═════ Extracted material
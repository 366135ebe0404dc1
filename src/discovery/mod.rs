//! Layer discovery for layergen projects.
//!
//! Matches the layer directories on disk against the configured order and
//! collects each layer's PNG assets.
//!
//! # Example
//!
//! ```ignore
//! use layergen::{discover_layers, Config};
//!
//! let config = Config::load("config.yml".as_ref())?;
//! let discovery = discover_layers(&config)?;
//! println!("{} layers with images", discovery.retained().count());
//! ```

mod scanner;

use std::path::PathBuf;

use crate::config::{Config, MissingLayerPolicy};
use crate::error::{GenError, Result};
use crate::source::ImageSource;

pub use scanner::{is_png, list_layer_dirs, scan_layer};

/// One configured layer and its assets.
#[derive(Debug, Clone)]
pub struct Layer {
    /// Directory name, as listed in `order`.
    pub name: String,
    /// Absolute or config-relative layer directory.
    pub dir: PathBuf,
    /// Assets in sorted path order.
    pub images: Vec<ImageSource>,
    /// The directory was not found on disk.
    pub missing: bool,
}

impl Layer {
    pub fn is_empty(&self) -> bool {
        self.images.is_empty()
    }
}

/// Result of discovering layers, in configured order (bottom to top).
#[derive(Debug, Clone)]
pub struct Discovery {
    pub root: PathBuf,
    pub layers: Vec<Layer>,
}

impl Discovery {
    /// Layers that take part in the product.
    pub fn retained(&self) -> impl Iterator<Item = &Layer> {
        self.layers.iter().filter(|layer| !layer.is_empty())
    }

    /// Layers dropped because they have no images.
    pub fn dropped(&self) -> impl Iterator<Item = &Layer> {
        self.layers.iter().filter(|layer| layer.is_empty())
    }

    /// Per-layer image sets of the retained layers, bottom to top.
    pub fn image_sets(&self) -> Vec<Vec<ImageSource>> {
        self.retained().map(|layer| layer.images.clone()).collect()
    }

    /// Total number of images across all layers.
    pub fn image_count(&self) -> usize {
        self.layers.iter().map(|layer| layer.images.len()).sum()
    }
}

/// Discover the configured layers under `config.layer_path`.
///
/// Fails with [`GenError::ConfigMismatch`] if a directory on disk is not
/// listed in the order. Listed layers missing from disk follow
/// `config.missing_layers`.
pub fn discover_layers(config: &Config) -> Result<Discovery> {
    let root = config.layer_path.clone();
    let on_disk = list_layer_dirs(&root)?;

    if let Some(unlisted) = on_disk.iter().find(|dir| !config.order.contains(dir)) {
        return Err(GenError::ConfigMismatch {
            layer: unlisted.clone(),
        });
    }

    let mut layers = Vec::with_capacity(config.order.len());
    for name in &config.order {
        let dir = root.join(name);
        let missing = !dir.is_dir();

        if missing && config.missing_layers == MissingLayerPolicy::Error {
            return Err(GenError::MissingLayer {
                layer: name.clone(),
                path: dir,
            });
        }

        let images = scan_layer(&dir)?.into_iter().map(ImageSource::File).collect();
        layers.push(Layer {
            name: name.clone(),
            dir,
            images,
            missing,
        });
    }

    Ok(Discovery { root, layers })
}

#[cfg(test)]
mod tests {
    use super::*;
    use std::fs;
    use tempfile::tempdir;

    fn config_for(root: &std::path::Path, order: &[&str]) -> Config {
        Config {
            layer_path: root.to_path_buf(),
            order: order.iter().map(|s| s.to_string()).collect(),
            ..Default::default()
        }
    }

    fn touch(path: PathBuf) {
        fs::create_dir_all(path.parent().unwrap()).unwrap();
        fs::write(path, "").unwrap();
    }

    #[test]
    fn test_discover_in_configured_order() {
        let dir = tempdir().unwrap();
        touch(dir.path().join("background/blue.png"));
        touch(dir.path().join("background/red.png"));
        touch(dir.path().join("eyes/round.png"));

        let discovery = discover_layers(&config_for(dir.path(), &["eyes", "background"])).unwrap();

        let names: Vec<&str> = discovery.layers.iter().map(|l| l.name.as_str()).collect();
        assert_eq!(names, vec!["eyes", "background"]);
        assert_eq!(discovery.layers[1].images.len(), 2);
        assert_eq!(discovery.image_count(), 3);
    }

    #[test]
    fn test_unlisted_directory_is_mismatch() {
        let dir = tempdir().unwrap();
        touch(dir.path().join("background/blue.png"));
        touch(dir.path().join("hats/cap.png"));

        let err = discover_layers(&config_for(dir.path(), &["background"])).unwrap_err();

        match err {
            GenError::ConfigMismatch { layer } => assert_eq!(layer, "hats"),
            other => panic!("unexpected error: {other:?}"),
        }
    }

    #[test]
    fn test_empty_layer_is_dropped() {
        let dir = tempdir().unwrap();
        touch(dir.path().join("background/blue.png"));
        fs::create_dir_all(dir.path().join("empty")).unwrap();

        let discovery = discover_layers(&config_for(dir.path(), &["background", "empty"])).unwrap();

        assert_eq!(discovery.retained().count(), 1);
        assert_eq!(discovery.dropped().next().unwrap().name, "empty");
        assert_eq!(discovery.image_sets().len(), 1);
    }

    #[test]
    fn test_missing_layer_skipped_by_default() {
        let dir = tempdir().unwrap();
        touch(dir.path().join("background/blue.png"));

        let discovery = discover_layers(&config_for(dir.path(), &["background", "ghost"])).unwrap();

        let ghost = discovery.dropped().next().unwrap();
        assert_eq!(ghost.name, "ghost");
        assert!(ghost.missing);
    }

    #[test]
    fn test_plain_file_named_in_order_is_missing_and_empty() {
        let dir = tempdir().unwrap();
        touch(dir.path().join("background/blue.png"));
        touch(dir.path().join("stray.png"));

        let config = config_for(dir.path(), &["background", "stray.png"]);
        let discovery = discover_layers(&config).unwrap();

        let stray = &discovery.layers[1];
        assert!(stray.missing);
        assert!(stray.images.is_empty());
        assert!(!discovery.layers[0].missing);
    }

    #[cfg(unix)]
    #[test]
    fn test_unreadable_asset_fails_discovery() {
        let dir = tempdir().unwrap();
        touch(dir.path().join("body/a.png"));
        std::os::unix::fs::symlink(
            dir.path().join("body/nowhere.png"),
            dir.path().join("body/b.png"),
        )
        .unwrap();

        let err = discover_layers(&config_for(dir.path(), &["body"])).unwrap_err();

        assert!(matches!(err, GenError::Io { .. }));
    }

    #[test]
    fn test_missing_layer_error_policy() {
        let dir = tempdir().unwrap();
        touch(dir.path().join("background/blue.png"));

        let config = Config {
            missing_layers: MissingLayerPolicy::Error,
            ..config_for(dir.path(), &["background", "ghost"])
        };

        let err = discover_layers(&config).unwrap_err();
        assert!(matches!(err, GenError::MissingLayer { ref layer, .. } if layer == "ghost"));
    }
}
══════════
• _Description of the task_: Restate each record above exactly, leaving nothing out.

• _Task answer_:
repository 366135ebe0404dc1
filename src/discovery/mod.rs
//! Layer discovery for layergen projects.
//!
//! Matches the layer directories on disk against the configured order and
//! collects each layer's PNG assets.
//!
//! # Example
//!
//! ```ignore
//! use layergen::{discover_layers, Config};
//!
//! let config = Config::load("config.yml".as_ref())?;
//! let discovery = discover_layers(&config)?;
//! println!("{} layers with images", discovery.retained().count());
//! ```

mod scanner;

use std::path::PathBuf;

use crate::config::{Config, MissingLayerPolicy};
use crate::error::{GenError, Result};
use crate::source::ImageSource;

pub use scanner::{is_png, list_layer_dirs, scan_layer};

/// One configured layer and its assets.
#[derive(Debug, Clone)]
pub struct Layer {
    /// Directory name, as listed in `order`.
    pub name: String,
    /// Absolute or config-relative layer directory.
    pub dir: PathBuf,
    /// Assets in sorted path order.
    pub images: Vec<ImageSource>,
    /// The directory was not found on disk.
    pub missing: bool,
}

impl Layer {
    pub fn is_empty(&self) -> bool {
        self.images.is_empty()
    }
}

/// Result of discovering layers, in configured order (bottom to top).
#[derive(Debug, Clone)]
pub struct Discovery {
    pub root: PathBuf,
    pub layers: Vec<Layer>,
}

impl Discovery {
    /// Layers that take part in the product.
    pub fn retained(&self) -> impl Iterator<Item = &Layer> {
        self.layers.iter().filter(|layer| !layer.is_empty())
    }

    /// Layers dropped because they have no images.
    pub fn dropped(&self) -> impl Iterator<Item = &Layer> {
        self.layers.iter().filter(|layer| layer.is_empty())
    }

    /// Per-layer image sets of the retained layers, bottom to top.
    pub fn image_sets(&self) -> Vec<Vec<ImageSource>> {
        self.retained().map(|layer| layer.images.clone()).collect()
    }

    /// Total number of images across all layers.
    pub fn image_count(&self) -> usize {
        self.layers.iter().map(|layer| layer.images.len()).sum()
    }
}

/// Discover the configured layers under `config.layer_path`.
///
/// Fails with [`GenError::ConfigMismatch`] if a directory on disk is not
/// listed in the order. Listed layers missing from disk follow
/// `config.missing_layers`.
pub fn discover_layers(config: &Config) -> Result<Discovery> {
    let root = config.layer_path.clone();
    let on_disk = list_layer_dirs(&root)?;

    if let Some(unlisted) = on_disk.iter().find(|dir| !config.order.contains(dir)) {
        return Err(GenError::ConfigMismatch {
            layer: unlisted.clone(),
        });
    }

    let mut layers = Vec::with_capacity(config.order.len());
    for name in &config.order {
        let dir = root.join(name);
        let missing = !dir.is_dir();

        if missing && config.missing_layers == MissingLayerPolicy::Error {
            return Err(GenError::MissingLayer {
                layer: name.clone(),
                path: dir,
            });
        }

        let images = scan_layer(&dir)?.into_iter().map(ImageSource::File).collect();
        layers.push(Layer {
            name: name.clone(),
            dir,
            images,
            missing,
        });
    }

    Ok(Discovery { root, layers })
}

#[cfg(test)]
mod tests {
    use super::*;
    use std::fs;
    use tempfile::tempdir;

    fn config_for(root: &std::path::Path, order: &[&str]) -> Config {
        Config {
            layer_path: root.to_path_buf(),
            order: order.iter().map(|s| s.to_string()).collect(),
            ..Default::default()
        }
    }

    fn touch(path: PathBuf) {
        fs::create_dir_all(path.parent().unwrap()).unwrap();
        fs::write(path, "").unwrap();
    }

    #[test]
    fn test_discover_in_configured_order() {
        let dir = tempdir().unwrap();
        touch(dir.path().join("background/blue.png"));
        touch(dir.path().join("background/red.png"));
        touch(dir.path().join("eyes/round.png"));

        let discovery = discover_layers(&config_for(dir.path(), &["eyes", "background"])).unwrap();

        let names: Vec<&str> = discovery.layers.iter().map(|l| l.name.as_str()).collect();
        assert_eq!(names, vec!["eyes", "background"]);
        assert_eq!(discovery.layers[1].images.len(), 2);
        assert_eq!(discovery.image_count(), 3);
    }

    #[test]
    fn test_unlisted_directory_is_mismatch() {
        let dir = tempdir().unwrap();
        touch(dir.path().join("background/blue.png"));
        touch(dir.path().join("hats/cap.png"));

        let err = discover_layers(&config_for(dir.path(), &["background"])).unwrap_err();

        match err {
            GenError::ConfigMismatch { layer } => assert_eq!(layer, "hats"),
            other => panic!("unexpected error: {other:?}"),
        }
    }

    #[test]
    fn test_empty_layer_is_dropped() {
        let dir = tempdir().unwrap();
        touch(dir.path().join("background/blue.png"));
        fs::create_dir_all(dir.path().join("empty")).unwrap();

        let discovery = discover_layers(&config_for(dir.path(), &["background", "empty"])).unwrap();

        assert_eq!(discovery.retained().count(), 1);
        assert_eq!(discovery.dropped().next().unwrap().name, "empty");
        assert_eq!(discovery.image_sets().len(), 1);
    }

    #[test]
    fn test_missing_layer_skipped_by_default() {
        let dir = tempdir().unwrap();
        touch(dir.path().join("background/blue.png"));

        let discovery = discover_layers(&config_for(dir.path(), &["background", "ghost"])).unwrap();

        let ghost = discovery.dropped().next().unwrap();
        assert_eq!(ghost.name, "ghost");
        assert!(ghost.missing);
    }

    #[test]
    fn test_plain_file_named_in_order_is_missing_and_empty() {
        let dir = tempdir().unwrap();
        touch(dir.path().join("background/blue.png"));
        touch(dir.path().join("stray.png"));

        let config = config_for(dir.path(), &["background", "stray.png"]);
        let discovery = discover_layers(&config).unwrap();

        let stray = &discovery.layers[1];
        assert!(stray.missing);
        assert!(stray.images.is_empty());
        assert!(!discovery.layers[0].missing);
    }

    #[cfg(unix)]
    #[test]
    fn test_unreadable_asset_fails_discovery() {
        let dir = tempdir().unwrap();
        touch(dir.path().join("body/a.png"));
        std::os::unix::fs::symlink(
            dir.path().join("body/nowhere.png"),
            dir.path().join("body/b.png"),
        )
        .unwrap();

        let err = discover_layers(&config_for(dir.path(), &["body"])).unwrap_err();

        assert!(matches!(err, GenError::Io { .. }));
    }

    #[test]
    fn test_missing_layer_error_policy() {
        let dir = tempdir().unwrap();
        touch(dir.path().join("background/blue.png"));

        let config = Config {
            missing_layers: MissingLayerPolicy::Error,
            ..config_for(dir.path(), &["background", "ghost"])
        };

        let err = discover_layers(&config).unwrap_err();
        assert!(matches!(err, GenError::MissingLayer { ref layer, .. } if layer == "ghost"));
    }
}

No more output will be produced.